It's as precise as a 64 bit Float.
## Installation
Add this to your application's `shard.yml`:
```yaml
dependencies:
kelvin:
github: tijn/kelvin
```
## Usage
```crystal
require "kelvin"
temperature = Kelvin::Temperature.celcius(22.3)
puts temperature
# => "22.3 °C" : String
# or if you're in the US, it will output: "72.1 °F" : String
# It follows the LOCALE settings on your system.
puts temperature.to_kelvin
# => 295.45
```
It can also parse text:
```crystal
require "kelvin"
temperature = Kelvin::Temperature.parse("22.3 °C")
puts temperature
# => "22.3 °C" : String
```
and you can use it to compare temperatures on different scales.
```crystal
temperature_in_paris = Kelvin::Temperature.parse("22.3 °C")

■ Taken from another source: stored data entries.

use anyhow::{Context, Result as AnyhowResult};
use brine::app::Shell;
use brine::config::Config;
use brine::services::{terminal_modes, tracing_setup};
use brine::view::{Surface, TermSurface};
use clap::Parser;
use crossterm::event::{read as event_read, Event as CrosstermEvent, KeyEventKind};
use std::path::PathBuf;

/// A small interactive shell with history and scrollback
#[derive(Parser, Debug)]
#[command(name = "brine")]
#[command(about = "A line-editing shell with command history and pannable scrollback", long_about = None)]
#[command(version)]
struct Args {
    /// Path to configuration file (JSON)
    #[arg(long, value_name = "PATH")]
    config: Option<PathBuf>,

    /// Path to log file for diagnostics (default: system temp dir)
    #[arg(long, value_name = "PATH")]
    log_file: Option<PathBuf>,

    /// Override the prompt string
    #[arg(long, value_name = "PROMPT")]
    prompt: Option<String>,
}

fn load_config(args: &Args) -> AnyhowResult<Config> {
    let mut config = match &args.config {
        Some(path) => Config::load_from_file(path)
            .with_context(|| format!("Failed to load config from {}", path.display()))?,
        None => Config::default(),
    };

    // CLI flag overrides config
    if let Some(prompt) = &args.prompt {
        config.prompt = prompt.clone();
    }

    Ok(config)
}

fn main() -> AnyhowResult<()> {
    let args = Args::parse();

    let log_file = args
        .log_file
        .clone()
        .unwrap_or_else(|| std::env::temp_dir().join("brine.log"));
    if !tracing_setup::init_global(&log_file) {
        eprintln!("warning: could not open log file {}", log_file.display());
    }
    tracing::info!("Shell starting");

    let config = load_config(&args)?;

    let original_hook = std::panic::take_hook();
    std::panic::set_hook(Box::new(move |panic| {
        terminal_modes::emergency_cleanup();
        original_hook(panic);
    }));

    let mut modes =
        terminal_modes::TerminalModes::enable().context("Failed to set up the terminal")?;

    let mut surface = TermSurface::stdout().context("Failed to query terminal size")?;
    tracing::info!(
        "Viewport: {}x{}",
        surface.viewport_width(),
        surface.viewport_height()
    );

    let mut shell = Shell::new(config);
    let result = run_event_loop(&mut shell, &mut surface);

    modes.undo();
    tracing::info!("Shell exiting");

    result.context("Shell loop returned an error")
}

/// Main event loop: one blocking read per turn, each event fully processed
/// (state mutated, display repainted) before the next read.
fn run_event_loop(shell: &mut Shell, surface: &mut TermSurface<std::io::Stdout>) -> AnyhowResult<()> {
    shell.redraw(surface)?;

    loop {
        if shell.should_quit() {
            break;
        }

        match event_read().context("Failed to read terminal event")? {
            CrosstermEvent::Key(key_event) => {
                if key_event.kind == KeyEventKind::Press {
                    shell.handle_key(key_event, surface)?;
                }
            }
            CrosstermEvent::Resize(width, height) => {
                tracing::debug!("Resize to {}x{}", width, height);
                surface.set_size(width, height);
                shell.redraw(surface)?;
            }
            _ => {}
        }
    }

    Ok(())
}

temperature_in_boston = Kelvin::Temperature.parse("70.1 °F")
city = (temperature_in_paris > temperature_in_boston) ? "Paris" : "Boston"
puts "#{city} is warmer today"
```
## Development
TODO: Write development instructions here
## Contributing
1. Fork it ( https://github.com/tijn/kelvin/fork )
2. Create your feature branch (git checkout -b my-new-feature)
3. Commit your changes (git commit -am 'Add some feature')
4. Push to the branch (git push origin my-new-feature)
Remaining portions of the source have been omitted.